Thanks all for the replies, they are definitely helpful. And I'll be waiting to hear what happens on fiscal cliff talks/capital gains taxes to help decide when to sell.

Nords, I definitely hear you about the overhead/stress of trying to choose individual stocks to beat the market, and I am definitely with you on that. In this case, it's a stock that I've owned for a long time, and one that I'm considering cashing out within the next 5 years or so to fund some ventures. But your point is still true even if it's not a case of me deciding to make a purchase to beat the overall market, but rather deciding whether or not to hold.

What I was hoping to hear is that there was some kind of historical reliability of analyst ratings to help me decide if/when to sell.
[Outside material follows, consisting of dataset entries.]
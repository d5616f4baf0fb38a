//! # form32-pipeline - Document Resolution Pipeline
//!
//! End-to-end resolution of one scanned DWC Form 32 packet: raw per-page
//! extraction candidates plus page imagery in, a resolved field map with
//! provenance and a generation plan out.
//!
//! ## Pipeline Stages
//!
//! 1. **Structural validation** - pages present, rasters non-empty,
//!    required form markers found; anything else aborts the document.
//! 2. **Section classification** - each page mapped to its form section,
//!    driving checkbox region lookup and scan ranking.
//! 3. **Candidate collection** - parallel per field: primary extractor
//!    values (normalized), anchored text fallback, calibrated checkbox
//!    reads, and the Part 5 assist post-pass.
//! 4. **Fusion** - the per-field barrier: one deterministic winner per
//!    field, full provenance retained.
//! 5. **Routing** - the fixed business rule table derives which output
//!    forms to produce.
//!
//! ## Quick Start
//!
//! ```rust,ignore
//! use form32_pipeline::DocumentResolver;
//!
//! let resolver = DocumentResolver::form32();
//! let report = resolver.resolve(&document)?;
//!
//! for id in report.unresolved_required(resolver.registry()) {
//!     eprintln!("needs review: {id}");
//! }
//! println!("{}", report.to_json()?);
//! ```

pub mod report;
pub mod resolver;
pub mod routing;

pub use report::ResolutionReport;
pub use resolver::DocumentResolver;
If, say, there was historical data showing that analyst ratings held true 99% of the time over the long run, then I would feel a little more at ease "letting it ride" in this one stock and not diversifying it now. But you all have let me know that there is no such reliability to those ratings, so that's helpful insight (even if it's not what I hoped would be the answer).

My plan for now is, if capital gains taxes don't change, I'm going to continue to hold onto ORCL, as I remain confident in it, and it wouldn't be the end of the world for me if it fell. I'll probably sell about 50% of it in the next year or two, or if it gets closer to its "target" share price, and put it in more diverse holdings.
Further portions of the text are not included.